In 2017, the company decided to make bold changes to the health plan they offered employees, which is one of the reasons they’ve been able to navigate changing business conditions. Bancroft and Sons had a higher turnover rate and often struggled to attract and retain qualified drivers. This was partly due to providing a traditional, yet expensive health benefits plan, which rendered minimal control of annual rising costs.

Bancroft and Sons now offers a higher-quality, lower-cost health plan to employees, which has resulted in lower turnover. After the first year, the company lowered costs by $300,000, was able to cut deductibles in half, and slashed their drivers’ premium contributions by 40%.

So, how did Bancroft and Sons do it? And more importantly, how can other trucking companies do the same?

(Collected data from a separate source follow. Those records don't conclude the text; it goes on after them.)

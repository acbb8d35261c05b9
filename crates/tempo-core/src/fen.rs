//! Board serialization: `<ranks> <side> <counter>`.
//!
//! Ranks are emitted in linear order (rank 0 first), each as run-length
//! digits for empty squares and piece letters otherwise. Lowercase letters
//! are White and uppercase are Black, and the printed counter is the
//! half-move counter halved; parsing doubles it and adds one when Black is
//! to move. The parser only accepts canonical strings (no split empty runs,
//! no leading zeros), so parse ∘ serialize is the identity on its domain.

use std::fmt;
use std::str::FromStr;

use crate::board::Board;
use crate::color::Color;
use crate::error::FenError;
use crate::piece::Piece;
use crate::piece_kind::PieceKind;
use crate::position::Position;

/// The serialized starting position.
pub const STARTING_FEN: &str = "krbpp3/rqnp4/nbp5/pp5P/p5PP/5PBN/4PNQR/3PPBRK w 0";

impl FromStr for Board {
    type Err = FenError;

    fn from_str(s: &str) -> Result<Board, FenError> {
        let mut squares = [Piece::EMPTY; 64];
        let mut chars = s.chars();
        let mut rank = 0usize;
        let mut file = 0u8;
        let mut prev_digit = false;

        loop {
            let Some(c) = chars.next() else {
                return Err(FenError::MissingSide);
            };
            match c {
                '1'..='8' => {
                    if prev_digit {
                        return Err(FenError::ConsecutiveDigits { rank });
                    }
                    let run = c as u8 - b'0';
                    if file + run > 8 {
                        return Err(FenError::RankTooLong { rank });
                    }
                    file += run;
                    prev_digit = true;
                }
                '/' => {
                    if file != 8 || rank >= 7 {
                        return Err(FenError::UnexpectedRankSeparator { rank });
                    }
                    rank += 1;
                    file = 0;
                    prev_digit = false;
                }
                ' ' => {
                    if rank != 7 || file != 8 {
                        return Err(FenError::IncompleteRanks { rank });
                    }
                    break;
                }
                _ => {
                    let piece =
                        Piece::from_letter(c).ok_or(FenError::UnknownChar { character: c })?;
                    if file >= 8 {
                        return Err(FenError::RankTooLong { rank });
                    }
                    squares[file as usize + 8 * rank] = piece;
                    file += 1;
                    prev_digit = false;
                }
            }
        }

        let side = match chars.next() {
            Some(c) => {
                Color::from_letter(c).ok_or(FenError::InvalidSide { found: c })?
            }
            None => return Err(FenError::MissingSide),
        };

        match chars.next() {
            Some(' ') => {}
            _ => return Err(FenError::MissingCounter),
        }

        let counter_str = chars.as_str();
        let canonical = !counter_str.is_empty()
            && counter_str.bytes().all(|b| b.is_ascii_digit())
            && (counter_str == "0" || !counter_str.starts_with('0'));
        if !canonical {
            return Err(FenError::InvalidCounter {
                found: counter_str.to_string(),
            });
        }
        let printed: u32 = counter_str
            .parse()
            .map_err(|_| FenError::InvalidCounter {
                found: counter_str.to_string(),
            })?;
        let move_counter = printed * 2 + (side == Color::Black) as u32;

        for color in [Color::White, Color::Black] {
            let kings = squares
                .iter()
                .filter(|p| p.kind() == Some(PieceKind::King) && p.is_color(color))
                .count();
            match kings {
                0 => return Err(FenError::MissingKing { color }),
                1 => {}
                _ => return Err(FenError::DuplicateKing { color }),
            }
        }

        Ok(Board::from_parts(squares, move_counter)?)
    }
}

impl fmt::Display for Board {
    fn fmt(&self, f: &mut fmt::Formatter<'_>) -> fmt::Result {
        for rank in 0..8 {
            let mut empty_run = 0u8;
            for file in 0..8 {
                let pos = Position::new(file, rank).expect("loop coordinates are in bounds");
                match self.piece_at(pos).letter() {
                    Some(c) => {
                        if empty_run > 0 {
                            write!(f, "{empty_run}")?;
                            empty_run = 0;
                        }
                        write!(f, "{c}")?;
                    }
                    None => empty_run += 1,
                }
            }
            if empty_run > 0 {
                write!(f, "{empty_run}")?;
            }
            if rank < 7 {
                write!(f, "/")?;
            }
        }
        write!(f, " {} {}", self.side_to_move(), self.move_counter() / 2)
    }
}

impl fmt::Debug for Board {
    fn fmt(&self, f: &mut fmt::Formatter<'_>) -> fmt::Result {
        write!(f, "Board(\"{self}\")")
    }
}

#[cfg(test)]
mod tests {
    use super::STARTING_FEN;
    use crate::board::Board;
    use crate::color::Color;
    use crate::error::FenError;
    use crate::piece_kind::PieceKind;
    use crate::position::Position;

    #[test]
    fn start_position_serializes_to_starting_fen() {
        assert_eq!(Board::new().to_string(), STARTING_FEN);
    }

    #[test]
    fn starting_fen_roundtrip() {
        let board: Board = STARTING_FEN.parse().unwrap();
        assert_eq!(board.to_string(), STARTING_FEN);
        assert_eq!(board.side_to_move(), Color::White);
        assert_eq!(board.move_counter(), 0);
    }

    #[test]
    fn parse_reproduces_start_placement() {
        let board: Board = STARTING_FEN.parse().unwrap();
        let fresh = Board::new();
        for pos in Position::all() {
            assert_eq!(
                board.piece_at(pos).kind(),
                fresh.piece_at(pos).kind(),
                "kind mismatch at {pos}"
            );
            assert_eq!(
                board.piece_at(pos).color(),
                fresh.piece_at(pos).color(),
                "color mismatch at {pos}"
            );
            assert_eq!(
                board.piece_at(pos).has_moved(),
                fresh.piece_at(pos).has_moved(),
                "has-moved mismatch at {pos}"
            );
        }
    }

    #[test]
    fn counter_encodes_side_parity() {
        let board: Board = "k7/8/8/8/8/8/8/7K b 3".parse().unwrap();
        assert_eq!(board.move_counter(), 7);
        assert_eq!(board.side_to_move(), Color::Black);
        assert_eq!(board.to_string(), "k7/8/8/8/8/8/8/7K b 3");

        let board: Board = "k7/8/8/8/8/8/8/7K w 3".parse().unwrap();
        assert_eq!(board.move_counter(), 6);
        assert_eq!(board.side_to_move(), Color::White);
    }

    #[test]
    fn off_origin_pawns_parse_as_moved() {
        // Index 24 is a white pawn origin; index 33 is not.
        let board: Board = "k7/8/8/p7/1p6/8/8/7K w 0".parse().unwrap();
        assert!(!board.piece_at(Position::new(0, 3).unwrap()).has_moved());
        assert!(board.piece_at(Position::new(1, 4).unwrap()).has_moved());
    }

    #[test]
    fn black_pawn_origins_respected() {
        // Index 31 is a black pawn origin; index 30 is not.
        let board: Board = "k7/8/8/6PP/8/8/8/7K w 0".parse().unwrap();
        assert!(board.piece_at(Position::new(6, 3).unwrap()).has_moved());
        assert!(!board.piece_at(Position::new(7, 3).unwrap()).has_moved());
    }

    #[test]
    fn rejects_unknown_character() {
        assert_eq!(
            "kx6/8/8/8/8/8/8/7K w 0".parse::<Board>().unwrap_err(),
            FenError::UnknownChar { character: 'x' }
        );
    }

    #[test]
    fn rejects_bad_rank_lengths() {
        assert!(matches!(
            "k8/8/8/8/8/8/8/7K w 0".parse::<Board>().unwrap_err(),
            FenError::RankTooLong { rank: 0 }
        ));
        assert!(matches!(
            "k6/8/8/8/8/8/8/7K w 0".parse::<Board>().unwrap_err(),
            FenError::UnexpectedRankSeparator { rank: 0 }
        ));
    }

    #[test]
    fn rejects_misplaced_separators_and_spaces() {
        assert!(matches!(
            "k7/8/8/8/8/8/8/7K/8 w 0".parse::<Board>().unwrap_err(),
            FenError::UnexpectedRankSeparator { .. }
        ));
        assert!(matches!(
            "k7/8/8 w 0".parse::<Board>().unwrap_err(),
            FenError::IncompleteRanks { .. }
        ));
    }

    #[test]
    fn rejects_split_empty_runs() {
        assert!(matches!(
            "k43/8/8/8/8/8/8/7K w 0".parse::<Board>().unwrap_err(),
            FenError::ConsecutiveDigits { rank: 0 }
        ));
    }

    #[test]
    fn rejects_bad_side_and_counter() {
        assert_eq!(
            "k7/8/8/8/8/8/8/7K x 0".parse::<Board>().unwrap_err(),
            FenError::InvalidSide { found: 'x' }
        );
        assert_eq!(
            "k7/8/8/8/8/8/8/7K w".parse::<Board>().unwrap_err(),
            FenError::MissingCounter
        );
        assert!(matches!(
            "k7/8/8/8/8/8/8/7K w -1".parse::<Board>().unwrap_err(),
            FenError::InvalidCounter { .. }
        ));
        assert!(matches!(
            "k7/8/8/8/8/8/8/7K w 007".parse::<Board>().unwrap_err(),
            FenError::InvalidCounter { .. }
        ));
        assert_eq!(
            "k7/8/8/8/8/8/8/7K".parse::<Board>().unwrap_err(),
            FenError::MissingSide
        );
    }

    #[test]
    fn rejects_wrong_king_counts() {
        assert_eq!(
            "k6k/8/8/8/8/8/8/7K w 0".parse::<Board>().unwrap_err(),
            FenError::DuplicateKing {
                color: Color::White
            }
        );
        assert_eq!(
            "8/8/8/8/8/8/8/7K w 0".parse::<Board>().unwrap_err(),
            FenError::MissingKing {
                color: Color::White
            }
        );
    }

    #[test]
    fn roundtrip_on_accepted_strings() {
        let inputs = [
            STARTING_FEN,
            "k7/8/8/8/8/8/8/7K w 0",
            "k7/8/8/8/8/8/8/7K b 12",
            "k7/1PP5/8/8/4b3/8/6Q1/7K w 0",
            "1k5R/8/8/8/8/8/8/7K w 0",
            "kp6/p7/1NQ5/8/8/8/8/7K w 0",
        ];
        for input in inputs {
            let board: Board = input.parse().unwrap();
            assert_eq!(board.to_string(), input, "roundtrip failed for {input}");
        }
    }

    #[test]
    fn parse_runs_the_pipeline() {
        let board: Board = "k7/8/8/8/8/8/8/7K w 0".parse().unwrap();
        assert!(!board.legal_moves().is_empty());
        assert_eq!(board.piece_at(Position::new(0, 0).unwrap()).kind(), Some(PieceKind::King));
    }
}
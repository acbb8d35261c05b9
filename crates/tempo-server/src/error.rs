//! Session and registry errors.

use tempo_core::AnalysisError;
use uuid::Uuid;

/// Errors surfaced to the transport layer by sessions and the registry.
#[derive(Debug, thiserror::Error)]
pub enum SessionError {
    /// No session with the given id exists.
    #[error("game {id} not found")]
    NotFound {
        /// The unknown game id.
        id: Uuid,
    },

    /// The game has already ended.
    #[error("game has already ended")]
    Ended,

    /// The subscriber id does not belong to this session.
    #[error("unknown subscriber")]
    UnknownSubscriber,

    /// A viewer tried to submit a move.
    #[error("viewers cannot submit moves")]
    ViewerMove,

    /// A player moved out of turn. The offender is closed and the opponent
    /// credited with the win.
    #[error("move submitted out of turn")]
    WrongTurn,

    /// A move was malformed or not in the legal set. Same policy as
    /// [`WrongTurn`](SessionError::WrongTurn).
    #[error("illegal move {literal:?}")]
    IllegalMove {
        /// The submitted move literal.
        literal: String,
    },

    /// The mover's clock had already expired when the move arrived.
    #[error("clock expired")]
    FlagFall,

    /// The board reached an impossible state; the session ends with an
    /// error event.
    #[error(transparent)]
    IllegalState(#[from] AnalysisError),
}
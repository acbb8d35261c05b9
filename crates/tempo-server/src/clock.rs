//! The two-sided game clock.
//!
//! Pure bookkeeping, no tasks: the session owns the timers and feeds the
//! clock explicit instants, which keeps the arithmetic testable.

use std::time::Duration;

use tokio::time::Instant;

use tempo_core::Color;

/// The running clock had already reached zero when a move was recorded.
#[derive(Debug, Clone, Copy, PartialEq, Eq, thiserror::Error)]
#[error("clock expired")]
pub struct ClockExpired;

/// Countdown clocks for both sides. Exactly one runs at a time: the side to
/// move's.
#[derive(Debug, Clone)]
pub struct GameClock {
    remaining: [Duration; 2],
    running: Color,
    last_update: Instant,
}

impl GameClock {
    /// Create a clock with both sides at `game_length`; White's side starts
    /// running at `now`.
    pub fn new(game_length: Duration, now: Instant) -> GameClock {
        GameClock {
            remaining: [game_length; 2],
            running: Color::White,
            last_update: now,
        }
    }

    /// Return the side whose clock is running.
    #[inline]
    pub fn running(&self) -> Color {
        self.running
    }

    /// Return the time left on a side's clock as of `now`.
    pub fn remaining(&self, side: Color, now: Instant) -> Duration {
        let banked = self.remaining[side.index()];
        if side == self.running {
            banked.saturating_sub(now.saturating_duration_since(self.last_update))
        } else {
            banked
        }
    }

    /// Return `true` if the running side's clock has reached zero.
    pub fn expired(&self, now: Instant) -> bool {
        self.remaining(self.running, now).is_zero()
    }

    /// Record a completed move at `now`: charge the elapsed time to the
    /// moving side, add its increment, and flip the running side.
    ///
    /// Returns the time left for the side now to move, or
    /// [`ClockExpired`] if the mover's flag had already fallen.
    pub fn record_move(
        &mut self,
        now: Instant,
        increment: Duration,
    ) -> Result<Duration, ClockExpired> {
        let elapsed = now.saturating_duration_since(self.last_update);
        let mover = self.running.index();
        if self.remaining[mover] <= elapsed {
            self.remaining[mover] = Duration::ZERO;
            return Err(ClockExpired);
        }
        self.remaining[mover] = self.remaining[mover] - elapsed + increment;
        self.last_update = now;
        self.running = self.running.opponent();
        Ok(self.remaining[self.running.index()])
    }
}

#[cfg(test)]
mod tests {
    use std::time::Duration;

    use tokio::time::Instant;

    use tempo_core::Color;

    use super::GameClock;

    const LENGTH: Duration = Duration::from_secs(60);
    const INCREMENT: Duration = Duration::from_secs(2);

    #[tokio::test]
    async fn move_charges_elapsed_and_adds_increment() {
        let t0 = Instant::now();
        let mut clock = GameClock::new(LENGTH, t0);
        assert_eq!(clock.running(), Color::White);

        let t1 = t0 + Duration::from_secs(5);
        let black_left = clock.record_move(t1, INCREMENT).unwrap();
        assert_eq!(black_left, LENGTH);
        assert_eq!(clock.running(), Color::Black);
        assert_eq!(clock.remaining(Color::White, t1), LENGTH - Duration::from_secs(5) + INCREMENT);
    }

    #[tokio::test]
    async fn reads_subtract_running_elapsed_only() {
        let t0 = Instant::now();
        let clock = GameClock::new(LENGTH, t0);
        let t1 = t0 + Duration::from_secs(10);
        assert_eq!(clock.remaining(Color::White, t1), Duration::from_secs(50));
        assert_eq!(clock.remaining(Color::Black, t1), LENGTH);
    }

    #[tokio::test]
    async fn flag_fall_detected() {
        let t0 = Instant::now();
        let mut clock = GameClock::new(LENGTH, t0);
        let late = t0 + LENGTH + Duration::from_secs(1);
        assert!(clock.expired(late));
        assert!(clock.record_move(late, INCREMENT).is_err());
        assert_eq!(clock.remaining(Color::White, late), Duration::ZERO);
    }

    #[tokio::test]
    async fn alternating_moves_keep_both_clocks_honest() {
        let t0 = Instant::now();
        let mut clock = GameClock::new(LENGTH, t0);

        let t1 = t0 + Duration::from_secs(3);
        clock.record_move(t1, INCREMENT).unwrap();
        let t2 = t1 + Duration::from_secs(7);
        clock.record_move(t2, INCREMENT).unwrap();

        assert_eq!(clock.running(), Color::White);
        assert_eq!(clock.remaining(Color::White, t2), LENGTH - Duration::from_secs(3) + INCREMENT);
        assert_eq!(clock.remaining(Color::Black, t2), LENGTH - Duration::from_secs(7) + INCREMENT);
    }
}
//! King move generation.

use crate::chess_move::Move;
use crate::color::Color;
use crate::direction::Direction;
use crate::piece::Piece;
use crate::position::Position;

/// Generate king moves: one step along any ray direction onto an empty or
/// enemy square that the opposing side does not attack.
///
/// The attacked map already accounts for the see-through-king rule, so a
/// checked king cannot retreat along the checking ray, and defended enemy
/// pieces are never captured.
pub(super) fn king_moves(
    squares: &[Piece; 64],
    from: Position,
    side: Color,
    out: &mut Vec<Move>,
) {
    for dir in Direction::RAYS {
        let Some(to) = from.step(dir) else { continue };
        let target = squares[to.index()];
        if target.is_attacked() {
            continue;
        }
        if target.is_empty() || target.is_color(side.opponent()) {
            out.push(Move::new(from, to));
        }
    }
}
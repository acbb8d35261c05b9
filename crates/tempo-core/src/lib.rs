//! Core rules engine: board representation, position analysis, and legal
//! move generation for the service's non-standard chess variant.

mod analysis;
mod board;
mod chess_move;
mod color;
mod direction;
mod error;
mod fen;
mod movegen;
mod piece;
mod piece_kind;
mod position;

pub use analysis::{CheckClass, CheckLevel, CheckState};
pub use board::{Board, GameResult, PrettyBoard};
pub use chess_move::Move;
pub use color::Color;
pub use direction::Direction;
pub use error::{AnalysisError, FenError, MoveError, PositionError};
pub use fen::STARTING_FEN;
pub use piece::{Piece, PinAxis};
pub use piece_kind::PieceKind;
pub use position::Position;
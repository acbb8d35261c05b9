//! Subscribers: the per-connection fan-out endpoints a session owns.

use std::time::Duration;

use tokio::sync::{mpsc, watch};

use tempo_core::Color;

use crate::events::Event;

/// Session-local subscriber identifier. Subscribers are table entries owned
/// by their session; handles refer back to it by id only.
pub type SubscriberId = u64;

/// Depth of each subscriber's outbound event queue. An enqueue that would
/// overflow closes the subscriber instead of blocking the session.
pub const EVENT_QUEUE_DEPTH: usize = 10;

/// Timeout wrapped around every outbound transport write.
pub const WRITE_TIMEOUT: Duration = Duration::from_secs(5);

/// How long the transport waits for a pong before declaring the peer dead.
pub const PONG_WAIT: Duration = Duration::from_secs(60);

/// Ping cadence, slightly inside the pong window.
pub fn ping_interval() -> Duration {
    PONG_WAIT.mul_f64(0.9)
}

/// What a subscriber is to the game.
#[derive(Debug, Clone, Copy, PartialEq, Eq)]
pub enum Role {
    White,
    Black,
    Viewer,
}

impl Role {
    /// Return the playing color, `None` for viewers.
    #[inline]
    pub const fn color(self) -> Option<Color> {
        match self {
            Role::White => Some(Color::White),
            Role::Black => Some(Color::Black),
            Role::Viewer => None,
        }
    }

    /// Return the role for a playing color.
    #[inline]
    pub const fn for_color(color: Color) -> Role {
        match color {
            Color::White => Role::White,
            Color::Black => Role::Black,
        }
    }
}

/// Connection lifecycle of a subscriber.
#[derive(Debug, Clone, Copy, PartialEq, Eq)]
pub enum ConnectionState {
    PreConnected,
    Connected,
    Disconnected,
    Closed,
}

/// Why a subscriber was closed, delivered through the done signal.
#[derive(Debug, Clone, Copy, PartialEq, Eq)]
pub enum CloseReason {
    /// The outbound queue overflowed.
    TooSlow,
    /// The game ended normally.
    GameOver,
    /// The subscriber broke the move protocol.
    IllegalMove,
    /// A newer connection for the same player took over.
    Replaced,
    /// The transport reported the peer gone.
    Transport,
    /// The server is shutting down.
    Shutdown,
}

/// A session's record of one subscriber: the outbound queue plus the done
/// signal. The receiving halves live in the [`SubscriberHandle`] held by
/// the transport.
#[derive(Debug)]
pub(crate) struct Subscriber {
    pub(crate) user_id: String,
    pub(crate) role: Role,
    pub(crate) state: ConnectionState,
    queue: mpsc::Sender<Event>,
    done: watch::Sender<Option<CloseReason>>,
}

impl Subscriber {
    /// Create a connected subscriber and the receiver halves for its handle.
    pub(crate) fn connected(
        user_id: &str,
        role: Role,
    ) -> (
        Subscriber,
        mpsc::Receiver<Event>,
        watch::Receiver<Option<CloseReason>>,
    ) {
        let (queue, events) = mpsc::channel(EVENT_QUEUE_DEPTH);
        let (done, done_rx) = watch::channel(None);
        let subscriber = Subscriber {
            user_id: user_id.to_string(),
            role,
            state: ConnectionState::Connected,
            queue,
            done,
        };
        (subscriber, events, done_rx)
    }

    /// Enqueue an event without blocking. `false` means the queue was full
    /// or the receiver is gone, and the subscriber must be closed.
    pub(crate) fn try_deliver(&self, event: Event) -> bool {
        self.queue.try_send(event).is_ok()
    }

    /// Mark the subscriber closed and fire its done signal.
    pub(crate) fn close(&mut self, reason: CloseReason) {
        self.state = ConnectionState::Closed;
        let _ = self.done.send(Some(reason));
    }
}

/// The transport-facing half of a subscription: the event stream and the
/// done signal, plus the assigned role.
#[derive(Debug)]
pub struct SubscriberHandle {
    /// Table id inside the owning session.
    pub id: SubscriberId,
    /// The role the session assigned.
    pub role: Role,
    /// Outbound events, bounded at [`EVENT_QUEUE_DEPTH`].
    pub events: mpsc::Receiver<Event>,
    /// Fires once with the close reason when the session closes this
    /// subscriber.
    pub done: watch::Receiver<Option<CloseReason>>,
}

#[cfg(test)]
mod tests {
    use super::{CloseReason, ConnectionState, EVENT_QUEUE_DEPTH, Role, Subscriber, ping_interval};
    use crate::events::Event;
    use tempo_core::Color;

    #[test]
    fn role_colors() {
        assert_eq!(Role::White.color(), Some(Color::White));
        assert_eq!(Role::Black.color(), Some(Color::Black));
        assert_eq!(Role::Viewer.color(), None);
        assert_eq!(Role::for_color(Color::Black), Role::Black);
    }

    #[test]
    fn ping_cadence_sits_inside_pong_window() {
        assert!(ping_interval() < super::PONG_WAIT);
    }

    #[tokio::test]
    async fn queue_bounds_and_close_signal() {
        let (mut sub, mut events, mut done) = Subscriber::connected("alice", Role::White);
        assert_eq!(sub.state, ConnectionState::Connected);

        for _ in 0..EVENT_QUEUE_DEPTH {
            assert!(sub.try_deliver(Event::Disconnect {
                colour: "w".to_string()
            }));
        }
        // Queue is full now.
        assert!(!sub.try_deliver(Event::Disconnect {
            colour: "w".to_string()
        }));

        sub.close(CloseReason::TooSlow);
        assert_eq!(sub.state, ConnectionState::Closed);
        done.changed().await.unwrap();
        assert_eq!(*done.borrow(), Some(CloseReason::TooSlow));

        // Buffered events stay readable after the close.
        assert!(events.recv().await.is_some());
    }
}
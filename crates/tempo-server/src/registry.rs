//! The session registry: id to session, guarded by a short mutex.

use std::collections::HashMap;
use std::sync::{Arc, Mutex};

use tracing::info;
use uuid::Uuid;

use crate::error::SessionError;
use crate::session::{GameConfig, Session};

/// Owns every live session. Transport handlers resolve a game id here and
/// drop the lock before doing anything slow.
#[derive(Default)]
pub struct Registry {
    sessions: Mutex<HashMap<Uuid, Arc<Session>>>,
}

impl Registry {
    /// Create an empty registry.
    pub fn new() -> Registry {
        Registry::default()
    }

    /// Create a session for two users and register it.
    pub fn create(&self, white_user: &str, black_user: &str, config: GameConfig) -> Arc<Session> {
        let id = Uuid::new_v4();
        let session = Session::create(id, white_user, black_user, config);
        self.lock().insert(id, Arc::clone(&session));
        session
    }

    /// Look up a session by id.
    pub fn get(&self, id: Uuid) -> Result<Arc<Session>, SessionError> {
        self.lock()
            .get(&id)
            .cloned()
            .ok_or(SessionError::NotFound { id })
    }

    /// Remove a session from the registry, returning it if present.
    pub fn remove(&self, id: Uuid) -> Option<Arc<Session>> {
        self.lock().remove(&id)
    }

    /// Number of registered sessions.
    pub fn len(&self) -> usize {
        self.lock().len()
    }

    /// Return `true` if no sessions are registered.
    pub fn is_empty(&self) -> bool {
        self.lock().is_empty()
    }

    /// Close every session and clear the registry.
    pub fn shutdown(&self) {
        let sessions: Vec<Arc<Session>> = {
            let mut map = self.lock();
            map.drain().map(|(_, session)| session).collect()
        };
        info!(count = sessions.len(), "shutting down all sessions");
        for session in sessions {
            session.close();
        }
    }

    fn lock(&self) -> std::sync::MutexGuard<'_, HashMap<Uuid, Arc<Session>>> {
        self.sessions.lock().expect("registry mutex poisoned")
    }
}

#[cfg(test)]
mod tests {
    use uuid::Uuid;

    use crate::error::SessionError;
    use crate::session::GameConfig;
    use crate::subscriber::CloseReason;

    use super::Registry;

    #[tokio::test(start_paused = true)]
    async fn create_and_lookup() {
        let registry = Registry::new();
        assert!(registry.is_empty());

        let session = registry.create("alice", "bob", GameConfig::default());
        assert_eq!(registry.len(), 1);

        let found = registry.get(session.id()).unwrap();
        assert_eq!(found.id(), session.id());
    }

    #[tokio::test(start_paused = true)]
    async fn unknown_id_is_not_found() {
        let registry = Registry::new();
        let id = Uuid::new_v4();
        assert!(matches!(
            registry.get(id),
            Err(SessionError::NotFound { id: missing }) if missing == id
        ));
    }

    #[tokio::test(start_paused = true)]
    async fn remove_unregisters() {
        let registry = Registry::new();
        let session = registry.create("alice", "bob", GameConfig::default());
        assert!(registry.remove(session.id()).is_some());
        assert!(registry.get(session.id()).is_err());
        assert!(registry.remove(session.id()).is_none());
    }

    #[tokio::test(start_paused = true)]
    async fn shutdown_closes_every_session() {
        let registry = Registry::new();
        let session = registry.create("alice", "bob", GameConfig::default());
        let (alice, _) = session.subscribe("alice").unwrap();

        registry.shutdown();
        assert!(registry.is_empty());
        assert!(session.is_ended());
        assert_eq!(*alice.done.borrow(), Some(CloseReason::Shutdown));
    }
}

It starts with following these five steps from Dave Chase, CEO and co-founder of Health Rosetta, an organization that aims to accelerate the adoption of simple, practical, nonpartisan fixes to the US health care system.


The status quo approach to health benefits is to provide a health plan via a brand name insurance carrier. These are quality carriers with good intentions, but they often have misaligned financial incentives due to market dynamics. A better approach for many employers is to use a self-insured health plan. When properly structured, self-insured plans provide a better opportunity to control costs, while still protecting the employer’s liability. Moving to a self-insured health plan was the first fundamental change Bancroft and Sons made.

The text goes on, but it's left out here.